(Collected data entries)

▬▬▬▬▬▬▬▬▬▬

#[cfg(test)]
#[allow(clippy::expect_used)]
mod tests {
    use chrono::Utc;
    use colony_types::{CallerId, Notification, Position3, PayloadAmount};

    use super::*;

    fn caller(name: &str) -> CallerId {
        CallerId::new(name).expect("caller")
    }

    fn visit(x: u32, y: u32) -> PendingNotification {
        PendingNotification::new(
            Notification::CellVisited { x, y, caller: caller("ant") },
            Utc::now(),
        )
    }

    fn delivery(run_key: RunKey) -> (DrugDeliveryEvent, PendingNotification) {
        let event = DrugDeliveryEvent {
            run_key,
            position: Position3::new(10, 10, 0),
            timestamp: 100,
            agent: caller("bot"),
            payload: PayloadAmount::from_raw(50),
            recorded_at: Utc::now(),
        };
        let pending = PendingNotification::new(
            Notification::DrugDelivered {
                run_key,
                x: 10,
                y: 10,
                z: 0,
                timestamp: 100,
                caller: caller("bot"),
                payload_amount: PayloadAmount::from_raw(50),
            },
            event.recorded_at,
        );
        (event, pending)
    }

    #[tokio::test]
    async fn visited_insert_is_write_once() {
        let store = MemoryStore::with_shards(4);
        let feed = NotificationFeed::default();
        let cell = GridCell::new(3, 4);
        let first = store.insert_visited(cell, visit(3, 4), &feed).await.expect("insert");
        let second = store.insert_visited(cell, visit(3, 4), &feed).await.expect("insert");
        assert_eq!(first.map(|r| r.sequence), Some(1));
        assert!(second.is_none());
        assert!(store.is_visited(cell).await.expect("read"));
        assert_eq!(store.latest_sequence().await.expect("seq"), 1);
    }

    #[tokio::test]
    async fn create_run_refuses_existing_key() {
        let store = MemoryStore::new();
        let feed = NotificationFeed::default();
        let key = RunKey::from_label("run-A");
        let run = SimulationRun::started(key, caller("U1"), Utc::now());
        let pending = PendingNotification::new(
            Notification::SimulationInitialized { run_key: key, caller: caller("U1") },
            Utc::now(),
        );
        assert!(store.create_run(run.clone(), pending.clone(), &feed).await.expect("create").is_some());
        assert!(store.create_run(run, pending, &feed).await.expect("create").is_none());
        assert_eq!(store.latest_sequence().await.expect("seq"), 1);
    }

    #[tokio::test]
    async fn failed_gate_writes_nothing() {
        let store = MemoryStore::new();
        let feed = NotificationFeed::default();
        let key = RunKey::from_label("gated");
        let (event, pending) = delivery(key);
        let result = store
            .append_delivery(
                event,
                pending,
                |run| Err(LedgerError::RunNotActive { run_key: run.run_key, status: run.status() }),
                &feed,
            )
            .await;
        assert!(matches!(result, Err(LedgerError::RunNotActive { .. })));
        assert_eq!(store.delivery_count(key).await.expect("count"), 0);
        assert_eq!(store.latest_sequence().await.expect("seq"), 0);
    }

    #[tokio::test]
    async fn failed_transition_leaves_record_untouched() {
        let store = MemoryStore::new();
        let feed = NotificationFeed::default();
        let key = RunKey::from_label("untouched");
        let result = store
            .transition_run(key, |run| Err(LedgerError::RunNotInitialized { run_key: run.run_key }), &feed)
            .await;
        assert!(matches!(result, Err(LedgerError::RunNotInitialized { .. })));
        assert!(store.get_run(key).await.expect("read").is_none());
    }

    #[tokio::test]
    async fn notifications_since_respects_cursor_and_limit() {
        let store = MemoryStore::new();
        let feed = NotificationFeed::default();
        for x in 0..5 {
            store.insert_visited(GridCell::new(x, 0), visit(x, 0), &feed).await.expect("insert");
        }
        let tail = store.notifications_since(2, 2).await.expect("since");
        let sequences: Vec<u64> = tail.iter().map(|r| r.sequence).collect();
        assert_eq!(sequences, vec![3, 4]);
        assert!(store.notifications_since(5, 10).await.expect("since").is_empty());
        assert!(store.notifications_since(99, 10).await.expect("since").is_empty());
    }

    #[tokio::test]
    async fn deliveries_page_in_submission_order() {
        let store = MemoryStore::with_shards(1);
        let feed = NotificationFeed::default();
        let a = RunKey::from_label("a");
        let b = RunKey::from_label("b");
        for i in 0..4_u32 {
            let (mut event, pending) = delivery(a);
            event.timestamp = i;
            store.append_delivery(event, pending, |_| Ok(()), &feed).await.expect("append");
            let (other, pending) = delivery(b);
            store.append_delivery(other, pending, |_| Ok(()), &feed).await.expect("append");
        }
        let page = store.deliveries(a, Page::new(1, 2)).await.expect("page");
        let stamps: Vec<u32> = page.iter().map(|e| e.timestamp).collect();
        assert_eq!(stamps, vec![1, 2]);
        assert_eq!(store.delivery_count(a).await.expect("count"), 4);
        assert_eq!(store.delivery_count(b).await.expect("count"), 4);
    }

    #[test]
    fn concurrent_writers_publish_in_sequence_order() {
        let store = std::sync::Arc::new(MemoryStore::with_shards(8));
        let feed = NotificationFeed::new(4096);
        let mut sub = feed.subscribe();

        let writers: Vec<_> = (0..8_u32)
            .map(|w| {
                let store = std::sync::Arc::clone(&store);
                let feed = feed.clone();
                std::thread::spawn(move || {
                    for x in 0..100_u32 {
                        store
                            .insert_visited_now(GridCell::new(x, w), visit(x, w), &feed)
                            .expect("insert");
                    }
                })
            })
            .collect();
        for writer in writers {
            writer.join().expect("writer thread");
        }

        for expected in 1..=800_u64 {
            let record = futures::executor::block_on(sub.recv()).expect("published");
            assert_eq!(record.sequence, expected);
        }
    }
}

▬▬▬▬▬▬▬▬▬▬

» Problem to solve
The lines from the one holding "let store = std::sync::Arc::clone(&store);" to the last line of the entries, both included: retype them exactly and give nothing else.

» Completed exercise
                let store = std::sync::Arc::clone(&store);
                let feed = feed.clone();
                std::thread::spawn(move || {
                    for x in 0..100_u32 {
                        store
                            .insert_visited_now(GridCell::new(x, w), visit(x, w), &feed)
                            .expect("insert");
                    }
                })
            })
            .collect();
        for writer in writers {
            writer.join().expect("writer thread");
        }

        for expected in 1..=800_u64 {
            let record = futures::executor::block_on(sub.recv()).expect("published");
            assert_eq!(record.sequence, expected);
        }
    }
}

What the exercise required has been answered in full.